◆ **How to complete this task**: Lines holding the word "list" are the ones to copy from the data below.

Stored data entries
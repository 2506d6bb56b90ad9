pub mod config;
pub mod domain;
pub mod encoder;
pub mod message_manager;
pub mod mindbaz_client;
pub mod routes;
pub mod soap;
pub mod startup;
pub mod subscriber_manager;
pub mod telemetry;
pub mod transport;
pub mod web_service;
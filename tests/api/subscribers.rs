use wiremock::matchers::{any, body_string_contains};
use wiremock::{Mock, ResponseTemplate};

use crate::helpers::{soap_operation, soap_response, subscribers_response, TestApp};

#[tokio::test]
async fn create_subscriber_returns_201_with_the_mindbaz_identifier() {
    let test_app = TestApp::spawn_app().await;

    soap_operation("subscriber.asmx", "InsertSubscriber")
        .and(body_string_contains("<SubscriberFieldData><idField>1</idField><value>foo@example.com</value></SubscriberFieldData>"))
        .and(body_string_contains("<SubscriberFieldData><idField>15</idField><value>John</value></SubscriberFieldData>"))
        .respond_with(soap_response(
            "InsertSubscriber",
            "<InsertSubscriberResult>123</InsertSubscriberResult>",
        ))
        .expect(1)
        .mount(&test_app.mindbaz_server)
        .await;

    let response = test_app
        .post_subscriber(serde_json::json!({
            "email": "Foo@Example.com",
            "first_name": "John",
            "last_name": "DOE",
            "civility": "mr"
        }))
        .await;

    assert_eq!(response.status().as_u16(), 201);
    let body: serde_json::Value = response.json().await.unwrap();
    assert_eq!(body["id"], 123);
    assert_eq!(body["email"], "foo@example.com");
    assert_eq!(body["civility"], "mr");
}

#[tokio::test]
async fn create_subscriber_returns_400_when_body_is_invalid() {
    let test_app = TestApp::spawn_app().await;

    Mock::given(any())
        .respond_with(ResponseTemplate::new(200))
        .expect(0)
        .mount(&test_app.mindbaz_server)
        .await;

    // This is a common practice and it is called table-driven tests. In this case, it simulates different kind of possible request bodies
    // where API should return 400.
    let test_cases = vec![
        (serde_json::json!({}), "missing email"),
        (serde_json::json!({ "email": "foo.com" }), "invalid email"),
        (
            serde_json::json!({ "email": "foo@example.com", "civility": "sir" }),
            "unknown civility",
        ),
    ];

    for (invalid_body, error_message) in test_cases {
        let response = test_app.post_subscriber(invalid_body).await;

        assert_eq!(
            400,
            response.status().as_u16(),
            "The API did not fail with 400 status when payload had {}",
            error_message
        );
    }
}

#[tokio::test]
async fn find_subscriber_returns_the_matching_subscriber() {
    let test_app = TestApp::spawn_app().await;

    soap_operation("subscriber.asmx", "GetSubscribersByEmail")
        .and(body_string_contains("<statuses><int>0</int><int>1</int></statuses>"))
        .respond_with(subscribers_response(&[(456, "foo@example.com")]))
        .expect(1)
        .mount(&test_app.mindbaz_server)
        .await;

    let response = test_app.get_subscriber("foo@example.com").await;

    assert_eq!(response.status().as_u16(), 200);
    let body: serde_json::Value = response.json().await.unwrap();
    assert_eq!(body["id"], 456);
}

#[tokio::test]
async fn find_subscriber_returns_404_when_nobody_matches() {
    let test_app = TestApp::spawn_app().await;

    soap_operation("subscriber.asmx", "GetSubscribersByEmail")
        .respond_with(subscribers_response(&[]))
        .expect(1)
        .mount(&test_app.mindbaz_server)
        .await;

    let response = test_app.get_subscriber("foo@example.com").await;

    assert_eq!(response.status().as_u16(), 404);
}

#[tokio::test]
async fn unsubscribe_reports_the_mindbaz_answer() {
    let test_cases = vec![("true", true), ("false", false)];

    for (result, unsubscribed) in test_cases {
        let test_app = TestApp::spawn_app().await;

        soap_operation("subscriber.asmx", "Unsubscribe")
            .and(body_string_contains("<idSubscriber>123</idSubscriber>"))
            .respond_with(soap_response(
                "Unsubscribe",
                &format!("<UnsubscribeResult>{}</UnsubscribeResult>", result),
            ))
            .expect(1)
            .mount(&test_app.mindbaz_server)
            .await;

        let response = test_app.post_unsubscribe(123).await;

        assert_eq!(response.status().as_u16(), 200);
        let body: serde_json::Value = response.json().await.unwrap();
        assert_eq!(body["unsubscribed"], unsubscribed);
    }
}
//! Conversion between [`Subscriber`] and the field list Mindbaz uses to transmit subscribers.
//!
//! Mindbaz does not expose named attributes: a subscriber is a list of `(idField, value)`
//! pairs. [`FIELDS`] and [`SubscriberField::id`] form the table both directions consult.

use chrono::{DateTime, NaiveDateTime, TimeZone, Utc};

use crate::domain::civility::Civility;
use crate::domain::subscriber::{Subscriber, SubscriberId};
use crate::domain::subscriber_email::SubscriberEmail;
use crate::domain::subscriber_status::SubscriberStatus;
use crate::web_service::{FieldData, RawSubscriber, UNSAVED_SUBSCRIBER_ID};

pub const DATE_FORMAT: &str = "%Y-%m-%dT%H:%M:%S";
const PARSE_DATE_FORMAT: &str = "%Y-%m-%dT%H:%M:%S%.f";

#[derive(Debug, Clone, Copy, PartialEq, Eq)]
pub enum Format {
    Mindbaz,
}

impl Format {
    pub fn parse(name: &str) -> Option<Format> {
        match name {
            "mindbaz" => Some(Format::Mindbaz),
            _ => None,
        }
    }

    pub fn as_str(&self) -> &'static str {
        match self {
            Format::Mindbaz => "mindbaz",
        }
    }
}

#[derive(Debug, Clone, Copy, PartialEq, Eq)]
pub enum SubscriberField {
    Id,
    Email,
    FirstSubscriptionDate,
    LastSubscriptionDate,
    UnsubscriptionDate,
    Status,
    Civility,
    LastName,
    FirstName,
    City,
    ZipCode,
    Country,
}

/// Subscriber attributes in encoding order.
pub const FIELDS: [SubscriberField; 12] = [
    SubscriberField::Id,
    SubscriberField::Email,
    SubscriberField::FirstSubscriptionDate,
    SubscriberField::LastSubscriptionDate,
    SubscriberField::UnsubscriptionDate,
    SubscriberField::Status,
    SubscriberField::Civility,
    SubscriberField::LastName,
    SubscriberField::FirstName,
    SubscriberField::City,
    SubscriberField::ZipCode,
    SubscriberField::Country,
];

impl SubscriberField {
    /// Mindbaz field id.
    pub fn id(&self) -> i32 {
        match self {
            SubscriberField::Id => 0,
            SubscriberField::Email => 1,
            SubscriberField::FirstSubscriptionDate => 2,
            SubscriberField::LastSubscriptionDate => 3,
            SubscriberField::UnsubscriptionDate => 4,
            SubscriberField::Status => 7,
            SubscriberField::Civility => 13,
            SubscriberField::LastName => 14,
            SubscriberField::FirstName => 15,
            SubscriberField::City => 17,
            SubscriberField::ZipCode => 18,
            SubscriberField::Country => 19,
        }
    }

    pub fn from_id(id: i32) -> Option<SubscriberField> {
        FIELDS.into_iter().find(|field| field.id() == id)
    }
}

#[derive(thiserror::Error, Debug)]
#[error("Invalid value {value:?} for Mindbaz field {field:?}: {reason}")]
pub struct CodecError {
    pub field: SubscriberField,
    pub value: String,
    pub reason: String,
}

#[derive(Debug, Default, Clone, Copy)]
pub struct SubscriberEncoder;

impl SubscriberEncoder {
    pub const FORMAT: Format = Format::Mindbaz;

    pub fn supports_encoding(&self, format: &str) -> bool {
        Format::parse(format) == Some(Self::FORMAT)
    }

    pub fn supports_decoding(&self, format: &str) -> bool {
        Format::parse(format) == Some(Self::FORMAT)
    }

    pub fn encode(&self, subscriber: &Subscriber) -> RawSubscriber {
        let fields = FIELDS
            .iter()
            .filter_map(|field| {
                encode_value(subscriber, *field).map(|value| FieldData::new(field.id(), value))
            })
            .collect();

        RawSubscriber {
            id_subscriber: subscriber.id.unwrap_or(UNSAVED_SUBSCRIBER_ID),
            fields,
        }
    }

    pub fn decode(&self, raw: &RawSubscriber) -> Result<Subscriber, CodecError> {
        let mut subscriber = Subscriber::default();

        for field_data in &raw.fields {
            let (Some(field), Some(value)) =
                (SubscriberField::from_id(field_data.id_field), &field_data.value)
            else {
                continue;
            };

            decode_value(&mut subscriber, field, value)?;
        }

        if subscriber.id.is_none() && raw.id_subscriber >= 0 {
            subscriber.id = Some(raw.id_subscriber);
        }

        Ok(subscriber)
    }
}

fn encode_value(subscriber: &Subscriber, field: SubscriberField) -> Option<String> {
    match field {
        SubscriberField::Id => subscriber.id.map(|id| id.to_string()),
        SubscriberField::Email => subscriber.email().map(str::to_string),
        SubscriberField::FirstSubscriptionDate => subscriber.first_subscription_date.map(format_date),
        SubscriberField::LastSubscriptionDate => subscriber.last_subscription_date.map(format_date),
        SubscriberField::UnsubscriptionDate => subscriber.unsubscription_date.map(format_date),
        SubscriberField::Status => subscriber.status.map(|status| status.code().to_string()),
        SubscriberField::Civility => subscriber.civility.map(|civility| civility.code().to_string()),
        SubscriberField::LastName => subscriber.last_name.clone(),
        SubscriberField::FirstName => subscriber.first_name.clone(),
        SubscriberField::City => subscriber.city.clone(),
        SubscriberField::ZipCode => subscriber.zip_code.clone(),
        SubscriberField::Country => subscriber.country.clone(),
    }
}

fn decode_value(
    subscriber: &mut Subscriber,
    field: SubscriberField,
    value: &str,
) -> Result<(), CodecError> {
    let invalid = |reason: String| CodecError {
        field,
        value: value.to_string(),
        reason,
    };

    match field {
        SubscriberField::Id => {
            subscriber.id = Some(
                value
                    .trim()
                    .parse::<SubscriberId>()
                    .map_err(|e| invalid(e.to_string()))?,
            )
        }
        SubscriberField::Email => {
            subscriber.email = Some(SubscriberEmail::parse(value.to_string()).map_err(invalid)?)
        }
        SubscriberField::FirstSubscriptionDate => {
            subscriber.first_subscription_date = Some(parse_date(value).map_err(invalid)?)
        }
        SubscriberField::LastSubscriptionDate => {
            subscriber.last_subscription_date = Some(parse_date(value).map_err(invalid)?)
        }
        SubscriberField::UnsubscriptionDate => {
            subscriber.unsubscription_date = Some(parse_date(value).map_err(invalid)?)
        }
        SubscriberField::Status => {
            subscriber.status = Some(
                parse_code(value)
                    .and_then(SubscriberStatus::from_code)
                    .map_err(invalid)?,
            )
        }
        SubscriberField::Civility => {
            subscriber.civility =
                Some(parse_code(value).and_then(Civility::from_code).map_err(invalid)?)
        }
        SubscriberField::LastName => subscriber.last_name = Some(value.to_string()),
        SubscriberField::FirstName => subscriber.first_name = Some(value.to_string()),
        SubscriberField::City => subscriber.city = Some(value.to_string()),
        SubscriberField::ZipCode => subscriber.zip_code = Some(value.to_string()),
        SubscriberField::Country => subscriber.country = Some(value.to_string()),
    }

    Ok(())
}

fn format_date(date: DateTime<Utc>) -> String {
    date.format(DATE_FORMAT).to_string()
}

/// Reads [`DATE_FORMAT`], optionally with fractional seconds, or an RFC 3339 timestamp.
fn parse_date(value: &str) -> Result<DateTime<Utc>, String> {
    let value = value.trim();

    NaiveDateTime::parse_from_str(value, PARSE_DATE_FORMAT)
        .map(|date| Utc.from_utc_datetime(&date))
        .or_else(|_| DateTime::parse_from_rfc3339(value).map(|date| date.with_timezone(&Utc)))
        .map_err(|e| e.to_string())
}

fn parse_code(value: &str) -> Result<i32, String> {
    value.trim().parse::<i32>().map_err(|e| e.to_string())
}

◆ **Exercise response**:
//! Conversion between [`Subscriber`] and the field list Mindbaz uses to transmit subscribers.
//! Mindbaz does not expose named attributes: a subscriber is a list of `(idField, value)`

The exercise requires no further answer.